Perseverance of the Saints

I have been asked is it not inconsistent to declare we believe salvation is all of grace and at the same time believe in the final perseverance of the saints. The question reveals a misunderstanding of the doctrine of perseverance. Salvation is of the Lord. The Father planned it, the Son accomplished it and the Spirit applies it; but the evidence that a person has been born again is that he continues following the Lord.

Perseverance is not a work performed by the sinner as a contribution to his salvation but evidence that he has been saved. 

A true believer may have many failures along the way but he will not finally turn away. “They went out from us, but they were not of us; for if they had been of us, they would no doubt have continued with us: but they went out, that they might be manifest that they were not of us” (I John 2:19). The desire of the child of God is to live righteously but  because the old nature has not been eradicated he struggles and often stumbles, but when a person denies the faith it is evidence he never was a true believer.

This Bible truth is a doctrine held by Baptists through the years. The quote below is from the London Confession of 1689 and from the Fulton Confession of 1900. While some of the notes added to the Fulton Confession changed the original sentiment: the section on Perseverance was adopted without change.
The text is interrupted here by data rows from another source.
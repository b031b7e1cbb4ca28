//! Notification Error Types

use thiserror::Error;

/// Result type alias
pub type Result<T> = std::result::Result<T, NotifyError>;

/// Notification-related errors
#[derive(Error, Debug)]
pub enum NotifyError {
    /// Provider call made on behalf of the watcher failed
    #[error(transparent)]
    Payment(#[from] donate_payments::PaymentError),

    /// A recipient or sender address could not be parsed
    #[error("Invalid email address: {0}")]
    Address(String),

    /// The message itself could not be assembled
    #[error("Failed to build message: {0}")]
    Message(String),

    /// SMTP session failure
    #[error("SMTP error: {0}")]
    Smtp(String),

    /// Configuration error
    #[error("Configuration error: {0}")]
    Config(String),
}
//! # donate-notify
//!
//! Email notifications and the settlement watcher for donation-relay.
//!
//! The [`SettlementWatcher`] is the one piece of this system with state and
//! timing semantics: it polls the payment provider for charge records on a
//! fixed interval, spots newly settled ones, and dispatches a thank-you
//! email to the donor (when the provider has an email on file) plus an
//! admin email for every settlement. A process-lifetime notified set keeps
//! each charge from being emailed twice.
//!
//! Mail delivery is abstracted behind the [`Mailer`] trait: [`SmtpMailer`]
//! speaks authenticated STARTTLS to a configured relay, and
//! [`RecordingMailer`] captures messages for tests.

pub mod error;
pub mod mailer;
pub mod message;
pub mod watcher;

pub use error::{NotifyError, Result};
pub use mailer::{Mailer, RecordingMailer, SentMail, SmtpConfig, SmtpMailer};
pub use message::Notice;
pub use watcher::{SettlementWatcher, WatcherConfig};
//! donation-relay HTTP Server
//!
//! Axum-based server for the donation form, plus the background settlement
//! watcher. Both are wired from explicit configuration at startup; the
//! watcher is cancellable and joined on shutdown.

mod config;
mod handlers;
mod state;

use std::sync::Arc;

use tokio::signal;
use tokio_util::sync::CancellationToken;
use tower_http::trace::TraceLayer;
use tracing_subscriber::{layer::SubscriberExt, util::SubscriberInitExt};

use donate_notify::{Mailer, SettlementWatcher, SmtpMailer, WatcherConfig};
use donate_payments::{DonationService, PaymentProvider, VenmoClient};

use crate::config::AppConfig;
use crate::state::AppState;

#[tokio::main]
async fn main() -> anyhow::Result<()> {
    // Initialize tracing
    tracing_subscriber::registry()
        .with(tracing_subscriber::EnvFilter::new(
            std::env::var("RUST_LOG").unwrap_or_else(|_| "info,tower_http=debug".into()),
        ))
        .with(tracing_subscriber::fmt::layer())
        .init();

    // Load environment
    dotenvy::dotenv().ok();
    let config = AppConfig::from_env()?;

    // Wire up the payment provider and mail transport
    let provider: Arc<dyn PaymentProvider> = Arc::new(VenmoClient::new(config.venmo.clone())?);
    let mailer: Arc<dyn Mailer> = Arc::new(SmtpMailer::new(&config.smtp)?);

    tracing::info!(provider = provider.name(), relay = %config.smtp.host, "Clients configured");

    // Background settlement watcher
    let cancel = CancellationToken::new();
    let watcher = SettlementWatcher::new(
        provider.clone(),
        mailer,
        WatcherConfig::new(config.poll_interval, config.admin_email.clone()),
    );
    let watcher_handle = tokio::spawn(watcher.run(cancel.clone()));

    // Build application state and router
    let state = AppState {
        donations: Arc::new(DonationService::new(provider, config.memo.clone())),
    };
    let app = handlers::router(state).layer(TraceLayer::new_for_http());

    // Start server
    let listener = tokio::net::TcpListener::bind(&config.bind_addr).await?;
    tracing::info!("donation-relay server running on http://{}", config.bind_addr);
    tracing::info!("Endpoints:");
    tracing::info!("  GET  /health - Health check");
    tracing::info!("  GET  /donate - Donation form");
    tracing::info!("  POST /donate - Submit a donation");

    axum::serve(listener, app)
        .with_graceful_shutdown(shutdown_signal())
        .await?;

    // Stop the watcher and wait for it before exiting
    cancel.cancel();
    watcher_handle.await?;

    tracing::info!("Shutdown complete");
    Ok(())
}

/// Resolves when SIGINT (Ctrl+C) or SIGTERM is received
async fn shutdown_signal() {
    let ctrl_c = async {
        signal::ctrl_c()
            .await
            .expect("failed to install Ctrl+C handler");
    };

    #[cfg(unix)]
    let terminate = async {
        signal::unix::signal(signal::unix::SignalKind::terminate())
            .expect("failed to install SIGTERM handler")
            .recv()
            .await;
    };

    #[cfg(not(unix))]
    let terminate = std::future::pending::<()>();

    tokio::select! {
        () = ctrl_c => tracing::info!("SIGINT received, shutting down"),
        () = terminate => tracing::info!("SIGTERM received, shutting down"),
    }
}
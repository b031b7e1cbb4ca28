//! Charge Records
//!
//! A charge is a requested payment as the provider reports it. The provider
//! owns these records; this crate only reads them. Listing responses are
//! parsed one record at a time so a single malformed entry never blocks the
//! rest of a batch.

use rust_decimal::Decimal;
use serde_json::Value;

/// Settlement status of a charge, as reported by the provider
#[derive(Clone, Copy, Debug, PartialEq, Eq)]
pub enum ChargeStatus {
    /// Awaiting action from the payer
    Pending,
    /// Completed by the payer (terminal)
    Settled,
    /// Cancelled by either party (terminal)
    Cancelled,
    /// Request expired before the payer acted (terminal)
    Expired,
    /// Provider-side failure (terminal)
    Failed,
    /// Status string this build does not recognize
    Unknown,
}

impl ChargeStatus {
    pub fn parse(s: &str) -> Self {
        match s.to_lowercase().as_str() {
            "pending" => ChargeStatus::Pending,
            "settled" => ChargeStatus::Settled,
            "cancelled" => ChargeStatus::Cancelled,
            "expired" => ChargeStatus::Expired,
            "failed" => ChargeStatus::Failed,
            _ => ChargeStatus::Unknown,
        }
    }

    /// Whether the payer has completed this charge
    pub fn is_settled(&self) -> bool {
        matches!(self, ChargeStatus::Settled)
    }
}

/// A payment-request record owned by the provider
#[derive(Clone, Debug)]
pub struct Charge {
    /// Provider-assigned identifier
    pub id: String,

    /// Settlement status
    pub status: ChargeStatus,

    /// Username of the account being charged (the donor)
    pub payer_username: String,

    /// Email on file for the payer, if the provider has one
    pub payer_email: Option<String>,

    /// Requested amount in dollars
    pub amount: Decimal,
}

impl Charge {
    /// Parse a single charge record from a provider listing.
    ///
    /// Returns `None` when required fields are missing or unreadable. The
    /// donor is the `target` of a charge request (the account being asked
    /// to pay); request amounts are reported negative by the provider, so
    /// the absolute value is kept.
    pub fn from_provider_record(record: &Value) -> Option<Self> {
        let id = record.get("id")?.as_str()?.to_string();
        let status = ChargeStatus::parse(record.get("status")?.as_str()?);
        let amount = parse_amount(record.get("amount")?)?.abs();

        let target = record.get("target")?;
        let payer_username = target.get("username")?.as_str()?.to_string();
        let payer_email = target
            .get("email")
            .and_then(Value::as_str)
            .filter(|s| !s.is_empty())
            .map(str::to_string);

        Some(Self {
            id,
            status,
            payer_username,
            payer_email,
            amount,
        })
    }
}

/// Read an amount that the provider may report as a JSON number or a string
fn parse_amount(value: &Value) -> Option<Decimal> {
    match value {
        Value::Number(n) => n.to_string().parse().ok(),
        Value::String(s) => s.parse().ok(),
        _ => None,
    }
}

#[cfg(test)]
mod tests {
    use super::*;
    use rust_decimal_macros::dec;
    use serde_json::json;

    #[test]
    fn test_status_parsing() {
        assert_eq!(ChargeStatus::parse("settled"), ChargeStatus::Settled);
        assert_eq!(ChargeStatus::parse("SETTLED"), ChargeStatus::Settled);
        assert_eq!(ChargeStatus::parse("pending"), ChargeStatus::Pending);
        assert_eq!(ChargeStatus::parse("held"), ChargeStatus::Unknown);
        assert!(ChargeStatus::Settled.is_settled());
        assert!(!ChargeStatus::Pending.is_settled());
    }

    #[test]
    fn test_parse_full_record() {
        let record = json!({
            "id": "ch_1",
            "status": "settled",
            "amount": -25.5,
            "target": { "username": "donor1", "email": "donor@example.com" },
        });

        let charge = Charge::from_provider_record(&record).unwrap();
        assert_eq!(charge.id, "ch_1");
        assert_eq!(charge.status, ChargeStatus::Settled);
        assert_eq!(charge.amount, dec!(25.5));
        assert_eq!(charge.payer_username, "donor1");
        assert_eq!(charge.payer_email.as_deref(), Some("donor@example.com"));
    }

    #[test]
    fn test_parse_record_without_email() {
        let record = json!({
            "id": "ch_2",
            "status": "pending",
            "amount": "10.00",
            "target": { "username": "donor2", "email": "" },
        });

        let charge = Charge::from_provider_record(&record).unwrap();
        assert_eq!(charge.amount, dec!(10.00));
        assert!(charge.payer_email.is_none());
    }

    #[test]
    fn test_malformed_record_is_rejected() {
        // No target user at all
        let record = json!({ "id": "ch_3", "status": "settled", "amount": 5 });
        assert!(Charge::from_provider_record(&record).is_none());

        // Amount is not numeric
        let record = json!({
            "id": "ch_4",
            "status": "settled",
            "amount": {"value": 5},
            "target": { "username": "donor4" },
        });
        assert!(Charge::from_provider_record(&record).is_none());
    }
}
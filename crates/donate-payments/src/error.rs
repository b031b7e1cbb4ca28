//! Payment Error Types

use thiserror::Error;

/// Result type alias
pub type Result<T> = std::result::Result<T, PaymentError>;

/// Payment-related errors
#[derive(Error, Debug)]
pub enum PaymentError {
    /// Provider rejected a request or returned an unusable response
    #[error("Provider error: {0}")]
    Provider(String),

    /// Transport-level failure talking to the provider
    #[error("Network error: {0}")]
    Network(#[from] reqwest::Error),

    /// Response body could not be decoded
    #[error("Serialization error: {0}")]
    Serialization(#[from] serde_json::Error),

    /// Donation input rejected before any provider call
    #[error("Validation error: {0}")]
    Validation(String),

    /// Configuration error
    #[error("Configuration error: {0}")]
    Config(String),
}

impl PaymentError {
    /// Check if this error is retryable
    pub fn is_retryable(&self) -> bool {
        matches!(self, PaymentError::Provider(_) | PaymentError::Network(_))
    }

    /// Get user-friendly message
    pub fn user_message(&self) -> &str {
        match self {
            PaymentError::Validation(msg) => msg,
            PaymentError::Provider(_) | PaymentError::Network(_) => {
                "Payment processing failed. Please try again."
            }
            _ => "An error occurred processing your request.",
        }
    }
}
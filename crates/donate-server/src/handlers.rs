//! HTTP Handlers
//!
//! One user-facing surface: the donation form. Every outcome of a
//! submission, success or failure, re-renders the same page with an inline
//! flash message.

use axum::{
    Form, Json, Router,
    extract::State,
    http::StatusCode,
    response::{Html, IntoResponse, Response},
    routing::get,
};
use rust_decimal::Decimal;
use serde::{Deserialize, Serialize};

use donate_payments::{DonationOutcome, PaymentError};

use crate::state::AppState;

const DONATE_PAGE: &str = r#"<!DOCTYPE html>
<html>
<head>
  <meta charset="utf-8">
  <title>Donate</title>
</head>
<body>
  <h1>Make a Donation</h1>
  {{flash}}
  <form action="/donate" method="post">
    <label for="username">Username</label>
    <input type="text" id="username" name="username">
    <label for="amount">Amount ($)</label>
    <input type="text" id="amount" name="amount">
    <button type="submit">Donate</button>
  </form>
</body>
</html>
"#;

#[derive(Serialize)]
pub struct HealthResponse {
    pub status: &'static str,
    pub version: &'static str,
}

#[derive(Debug, Deserialize)]
pub struct DonateForm {
    #[serde(default)]
    pub username: String,
    #[serde(default)]
    pub amount: String,
}

/// Build the application router
pub fn router(state: AppState) -> Router {
    Router::new()
        .route("/health", get(health_check))
        .route("/donate", get(donate_page).post(donate_submit))
        .with_state(state)
}

/// Health check endpoint
pub async fn health_check() -> Json<HealthResponse> {
    Json(HealthResponse {
        status: "healthy",
        version: env!("CARGO_PKG_VERSION"),
    })
}

/// Render the donation form
pub async fn donate_page() -> Html<String> {
    render_page(None)
}

/// Handle a donation submission
pub async fn donate_submit(
    State(state): State<AppState>,
    Form(form): Form<DonateForm>,
) -> Response {
    if form.username.trim().is_empty() {
        return flash("No username was specified!");
    }

    let amount_field = form.amount.trim();
    if amount_field.is_empty() {
        return flash("No amount was specified!");
    }
    let Ok(amount) = amount_field.parse::<Decimal>() else {
        return flash("Specified amount must be a number!");
    };
    if amount <= Decimal::ZERO {
        return flash("Specified amount must be a positive number!");
    }

    match state.donations.request_donation(&form.username, amount).await {
        Ok(DonationOutcome::Requested) => flash("Thank you for donating!"),
        Ok(DonationOutcome::UserNotFound) => {
            flash("Couldn't find an account with that username!")
        }
        Err(PaymentError::Validation(_)) => {
            // Form-level guards above should have caught this already
            flash("Invalid donation request!")
        }
        Err(e) => {
            tracing::error!(error = %e, "Donation request failed");
            (
                StatusCode::INTERNAL_SERVER_ERROR,
                render_page(Some(
                    "Something went wrong processing your donation. Please try again.",
                )),
            )
                .into_response()
        }
    }
}

fn flash(message: &str) -> Response {
    render_page(Some(message)).into_response()
}

fn render_page(flash: Option<&str>) -> Html<String> {
    let flash_html = flash
        .map(|message| format!("<p class=\"flash\">{message}</p>"))
        .unwrap_or_default();
    Html(DONATE_PAGE.replace("{{flash}}", &flash_html))
}
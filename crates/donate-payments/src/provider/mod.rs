//! Payment Provider Integration
//!
//! Abstractions and implementations for the external payment provider.

mod mock;
mod venmo;

pub use mock::{MockProvider, SubmittedRequest};
pub use venmo::{VenmoClient, VenmoConfig};

use async_trait::async_trait;
use rust_decimal::Decimal;
use serde::{Deserialize, Serialize};

use crate::charge::Charge;
use crate::error::Result;

/// An account on the provider side that can be asked to pay
#[derive(Clone, Debug, Serialize, Deserialize)]
pub struct ProviderUser {
    /// Provider-assigned account id
    pub id: String,

    /// Public username
    pub username: String,

    /// Email on file, if any
    pub email: Option<String>,
}

/// Payment provider client trait (Strategy pattern)
///
/// Implement this for each provider backend. The production implementation
/// is [`VenmoClient`]; [`MockProvider`] backs tests and demos.
#[async_trait]
pub trait PaymentProvider: Send + Sync {
    /// Look up an account by its exact username
    async fn find_user(&self, username: &str) -> Result<Option<ProviderUser>>;

    /// Submit a payment request for `amount` against the given account
    async fn request_payment(&self, user_id: &str, amount: Decimal, note: &str) -> Result<()>;

    /// List all current charge records
    async fn list_charges(&self) -> Result<Vec<Charge>>;

    /// Provider name
    fn name(&self) -> &str;
}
The Perseverance Of The Saints

1. Those whom God hath accepted in the Beloved, effectually called and sanctified by His Spirit, and given the precious faith of His elect unto, can neither totally nor finally fall from the state of grace, but shall certainly persevere therein to the end and be eternally saved, seeing the gifts and callings of God are without repentance (whence He still begets and nourishes in them faith, repentance, love, joy, hope, and all the graces of the Spirit unto immortality); and though many storms and floods arise and beat against them, yet they shall never be able to take them off that foundation and rock which by faith they are fastened upon; notwithstanding, through unbelief and the temptations of Satan, the sensible sight of the light and love of God may for a time be clouded and obscured from them, yet it is still the same, and they shall be sure to be kept by the power of God unto salvation, where they shall enjoy their purchased possession, they being engraven upon the palms of His hands, and their names having been written in the book of life from all eternity.

2. The perseverance of the saints depends not upon their own free will, but upon the immutability of the decree of election, flowing from the free and unchangeable love of God the Father, upon the efficacy of the merit and intercession of Jesus Christ, and union with Him, the oath of God, the abiding of His Spirit, and the seed of God within them, and the nature of the Covenant of Grace; from all which ariseth also the certainty and infallibility thereof.

3. And though they may, through the temptation of Satan and of the world, the prevalency of corruption remaining in them, and the neglect of the means of their preservation, fall into grievous sins, and for a time continue therein; whereby they incur God's displeasure, and grieve His Holy Spirit, come to have their graces and comforts impaired, have their hearts hardened, and consciences wounded, hurt and scandalize others, and bring temporal judgments upon themselves; yet they shall renew their repentance, and be preserved, through faith in Jesus, to the end.